I often write in this blog when I'm in the thick of an emotional moment. i don't wait until i come out the other side i just write it down and put it out there.

today i read my one from yesterday and a part of me felt guilty for feeling those emotions when i know people who are facing far worse scenarios and instead i should be thanking my lucky stars we aren't facing that right now.

its hard though to remain positive and a part of me is scared to. scared to say "everything is going to be ok" as if i go there and feel that i have so much further to fall if it isn't.
so i remain quietly hoping and praying it will be ok but also knowing the very real odds we are facing.

i think often i feel so angry at the world and how unfair it is. that my beautiful little man has been through so much already and facing a very uncertain future. i then get caught up in the unfairness of it all however i know deep down its a waste of precious energy. i know no matter how angry or upset i get it won't change today, tomorrow or yesterday.
I wish it did, but it won't.

every morning i follow Jayden's lead and when he smiles at me i smile back. the biggest cuddle follows and with one foot in front of the other we face the new day.

i will have moments where im so low its crap but i will continue to hold on to the happy moments i share with my little man and other children.
i know i will never give up hoping all will be well. But neither will i stop being sad and fearful of the future.
That is the life my family lives now, just as it is any family who has a member diagnosed with cancer.

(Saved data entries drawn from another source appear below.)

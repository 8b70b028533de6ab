use crate::{ConnectionState, LeaderBoard, RegistrationPhase};

use serde::Serialize;

/// Everything the rendering layer can observe about the client.
///
/// Owned and mutated by the synchronizer only; observers receive clones.
#[derive(Debug, Clone, Default, PartialEq)]
pub struct ClientSnapshot {
    pub connection: ConnectionState,
    pub registration: RegistrationPhase,
    pub leader_board: LeaderBoard,
    pub form_disabled: bool,
}

impl ClientSnapshot {
    pub fn connected(&self) -> bool {
        self.connection.is_connected()
    }

    pub fn game_in_progress(&self) -> bool {
        self.registration.game_in_progress()
    }

    /// Flatten into the booleans and list a view binds to.
    pub fn ui_state(&self) -> UiState {
        UiState {
            connected: self.connected(),
            game_in_progress: self.game_in_progress(),
            leader_board: self.leader_board.clone(),
            form_disabled: self.form_disabled,
        }
    }
}

#[derive(Debug, Clone, PartialEq, Serialize)]
#[serde(rename_all = "camelCase")]
pub struct UiState {
    pub connected: bool,
    pub game_in_progress: bool,
    pub leader_board: LeaderBoard,
    pub form_disabled: bool,
}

I know i will still stand in the shower like I did this morning and think how I wish I didn't have to get out and face another day of sucking it up, trying to remain positive and grateful. A little part of me will always want to fall down and just cry. But I know it won't achieve anything.

So off I go, just like every other parent facing challenges and get on with my day.
My little mans lead I will follow,
His grin from ear to ear ...




- Posted using BlogPress from my iPhone

2 comments:

  1. I wish I could help you feel the support of God's love. I have been in your situation twice; once with my 3 year old son and two years ago with my husband. There is no way I could have made it without my faith in the Lord. I am praying for you and your family every day.

    ReplyDelete
  2. Thinking of you and every time I read your blog I try earnestly to feel what you feel realising it really is not possible but want so much to remove your pain!!!!! Praying for you and wishing that you did not have to have this heavy weight on your shoulders. Jayden is looking wonderful with his hair growing. Praying for him and you all. Sending lots of love!